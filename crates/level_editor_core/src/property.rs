// SPDX-License-Identifier: MIT OR Apache-2.0
//! Inspectable objects: named, typed, validated properties with change notification.

use crate::error::{EditError, Result};
use crate::notify::{ChangeNotifier, ChangeOrigin, PropertyChanged};
use crate::value::{is_same_float, PropertyKind, PropertyValue};

/// Extra validation applied to a property on top of its type
#[derive(Debug, Clone, Copy, PartialEq, Eq)]
pub enum Constraint {
    /// Any value of the right type
    None,
    /// Text that is not empty or whitespace
    NonEmptyText,
    /// A finite float
    Finite,
    /// A finite, non-zero float
    FiniteNonZero,
}

/// Static description of one property
#[derive(Debug, Clone, Copy, PartialEq, Eq)]
pub struct PropertyDescriptor {
    /// Property name, as used by notifications and edits
    pub name: &'static str,
    /// Stored type
    pub kind: PropertyKind,
    /// Validation rule
    pub constraint: Constraint,
}

impl PropertyDescriptor {
    /// Describe a property with no constraint beyond its type
    pub const fn new(name: &'static str, kind: PropertyKind) -> Self {
        Self {
            name,
            kind,
            constraint: Constraint::None,
        }
    }

    /// Attach a validation rule
    pub const fn with_constraint(mut self, constraint: Constraint) -> Self {
        self.constraint = constraint;
        self
    }

    /// Check only that `value` has the stored type
    pub fn check_kind(&self, value: &PropertyValue) -> Result<()> {
        if value.kind() != self.kind {
            return Err(EditError::TypeMismatch {
                property: self.name,
                expected: self.kind,
                actual: value.kind(),
            });
        }
        Ok(())
    }

    /// Check `value` against the type and constraint
    pub fn validate(&self, value: &PropertyValue) -> Result<()> {
        self.check_kind(value)?;

        let reason = match (self.constraint, value) {
            (Constraint::NonEmptyText, PropertyValue::Text(text)) if text.trim().is_empty() => {
                Some("must not be empty")
            }
            (Constraint::Finite, PropertyValue::Float(v)) if !v.is_finite() => Some("must be finite"),
            (Constraint::FiniteNonZero, PropertyValue::Float(v)) if !v.is_finite() => {
                Some("must be finite")
            }
            (Constraint::FiniteNonZero, PropertyValue::Float(v)) if is_same_float(*v, 0.0) => {
                Some("must not be zero")
            }
            _ => None,
        };

        match reason {
            Some(reason) => Err(EditError::Rejected {
                property: self.name,
                reason,
            }),
            None => Ok(()),
        }
    }
}

/// Look up a descriptor by name
pub fn find_descriptor(
    descriptors: &'static [PropertyDescriptor],
    property: &str,
) -> Result<&'static PropertyDescriptor> {
    descriptors
        .iter()
        .find(|d| d.name == property)
        .ok_or_else(|| EditError::UnknownProperty(property.to_string()))
}

/// An object whose properties can be read, validated and written by name.
///
/// Implementors supply raw storage; [`Inspectable::set`] adds validation, the
/// no-op check and change notification on top.
pub trait Inspectable {
    /// Properties this object exposes
    fn properties(&self) -> &'static [PropertyDescriptor];

    /// Read a property
    fn get(&self, property: &str) -> Option<PropertyValue>;

    /// Write a property without validation or notification
    fn store(&mut self, property: &'static str, value: PropertyValue) -> Result<()>;

    /// Identity reported in change events
    fn origin(&self) -> ChangeOrigin;

    /// This object's notifier
    fn notifier_mut(&mut self) -> &mut ChangeNotifier;

    /// Validate a proposed value without writing it
    fn validate(&self, property: &str, value: &PropertyValue) -> Result<&'static PropertyDescriptor> {
        let descriptor = find_descriptor(self.properties(), property)?;
        descriptor.validate(value)?;
        Ok(descriptor)
    }

    /// Validate and store `value`, notifying listeners only if it differs from
    /// the current value. Returns whether anything changed.
    fn set(&mut self, property: &str, value: PropertyValue) -> Result<bool> {
        let descriptor = self.validate(property, &value)?;
        store_if_changed(self, descriptor, value)
    }

    /// Put back a value this object held before. Only the type is checked:
    /// constraints apply to new edits, not to restoring earlier state.
    fn restore(&mut self, property: &str, value: PropertyValue) -> Result<bool> {
        let descriptor = find_descriptor(self.properties(), property)?;
        descriptor.check_kind(&value)?;
        store_if_changed(self, descriptor, value)
    }
}

fn store_if_changed<T: Inspectable + ?Sized>(
    object: &mut T,
    descriptor: &'static PropertyDescriptor,
    value: PropertyValue,
) -> Result<bool> {
    if let Some(current) = object.get(descriptor.name) {
        if current.is_same_as(&value) {
            return Ok(false);
        }
    }

    object.store(descriptor.name, value)?;
    let event = PropertyChanged {
        origin: object.origin(),
        property: descriptor.name,
    };
    object.notifier_mut().notify(&event);
    Ok(true)
}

::::::

- _Task requirements_:
Gather all lines from the records above in which "reason" appears.

- _Task answer_:
        let reason = match (self.constraint, value) {
        match reason {
            Some(reason) => Err(EditError::Rejected {
                reason,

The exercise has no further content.